● REQUIRED WORK: Find the line that contains "assert!(matches!(err, TableError::Io(_)));"; then retype it and each line after it, exactly, through the final line of the data below.

[Items from a data source]

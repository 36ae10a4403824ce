use chrono::NaiveDate;
use rust_tabular::ingestion::json::{read_json_path, read_json_str, to_json_string, write_json_path, JsonOptions};
use rust_tabular::processing::{agg, AggSpec};
use rust_tabular::types::Value;
use rust_tabular::TableError;

#[test]
fn read_json_array_from_path_happy_path() {
    let t = read_json_path("tests/fixtures/people.json", &JsonOptions::default()).unwrap();

    assert_eq!(t.row_count(), 3);
    assert_eq!(
        t.column_names(),
        vec!["id", "user.name", "user.dept", "score", "active", "joined"]
    );
    assert_eq!(t.records[0].get("id"), Some(&Value::Int64(1)));
    assert_eq!(t.records[0].get("user.name"), Some(&Value::from("Ada")));
    assert_eq!(t.records[1].get("score"), Some(&Value::Float64(87.25)));
    assert_eq!(t.records[2].get("score"), Some(&Value::Null));
    assert_eq!(t.records[1].get("active"), Some(&Value::Bool(false)));
}

#[test]
fn read_json_with_dates() {
    let opts = JsonOptions {
        parse_dates: true,
        ..JsonOptions::default()
    };
    let t = read_json_path("tests/fixtures/people.json", &opts).unwrap();
    assert_eq!(
        t.records[0].get("joined"),
        Some(&Value::Date(NaiveDate::from_ymd_opt(2021, 3, 14).unwrap()))
    );
}

#[test]
fn read_ndjson_and_aggregate() {
    let t = read_json_path("tests/fixtures/sales.ndjson", &JsonOptions::default()).unwrap();
    assert_eq!(t.row_count(), 5);

    let out = agg(&t, &AggSpec::new().group("Name").sum("Amount").count("Orders")).unwrap();
    assert_eq!(out.row_count(), 3);
    assert_eq!(out.records[0].get("Amount"), Some(&Value::Int64(250)));
    assert_eq!(out.records[1].get("Amount"), Some(&Value::Int64(450)));
    assert_eq!(out.records[2].get("Amount"), Some(&Value::Float64(75.5)));
    assert_eq!(out.records[2].get("Orders"), Some(&Value::Int64(1)));
}

#[test]
fn read_json_errors_on_non_object_rows() {
    let err = read_json_str("[1, 2]", &JsonOptions::default()).unwrap_err();
    let msg = err.to_string();
    assert!(msg.contains("schema mismatch"));
    assert!(msg.contains("row 1 is not a json object"));
}

#[test]
fn read_json_errors_on_missing_file() {
    let err = read_json_path("tests/fixtures/does_not_exist.json", &JsonOptions::default()).unwrap_err();
    assert!(matches!(err, TableError::Io(_)));
}

#[test]
fn written_json_reads_back_identically() {
    let t = read_json_path("tests/fixtures/people.json", &JsonOptions::default()).unwrap();
    let path = std::env::temp_dir().join(format!("rust_tabular_people_{}.json", std::process::id()));

    write_json_path(&path, &t).unwrap();
    let back = read_json_path(&path, &JsonOptions::default()).unwrap();
    let _ = std::fs::remove_file(&path);

    // Dot-path names stay flat on output, so they read back as the same fields.
    assert_eq!(back, t);
    assert!(to_json_string(&t).unwrap().contains("\"user.name\": \"Ada\""));
}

● SOLUTION TO THIS PROBLEM:
    assert!(matches!(err, TableError::Io(_)));
}

#[test]
fn written_json_reads_back_identically() {
    let t = read_json_path("tests/fixtures/people.json", &JsonOptions::default()).unwrap();
    let path = std::env::temp_dir().join(format!("rust_tabular_people_{}.json", std::process::id()));

    write_json_path(&path, &t).unwrap();
    let back = read_json_path(&path, &JsonOptions::default()).unwrap();
    let _ = std::fs::remove_file(&path);

    // Dot-path names stay flat on output, so they read back as the same fields.
    assert_eq!(back, t);
    assert!(to_json_string(&t).unwrap().contains("\"user.name\": \"Ada\""));
}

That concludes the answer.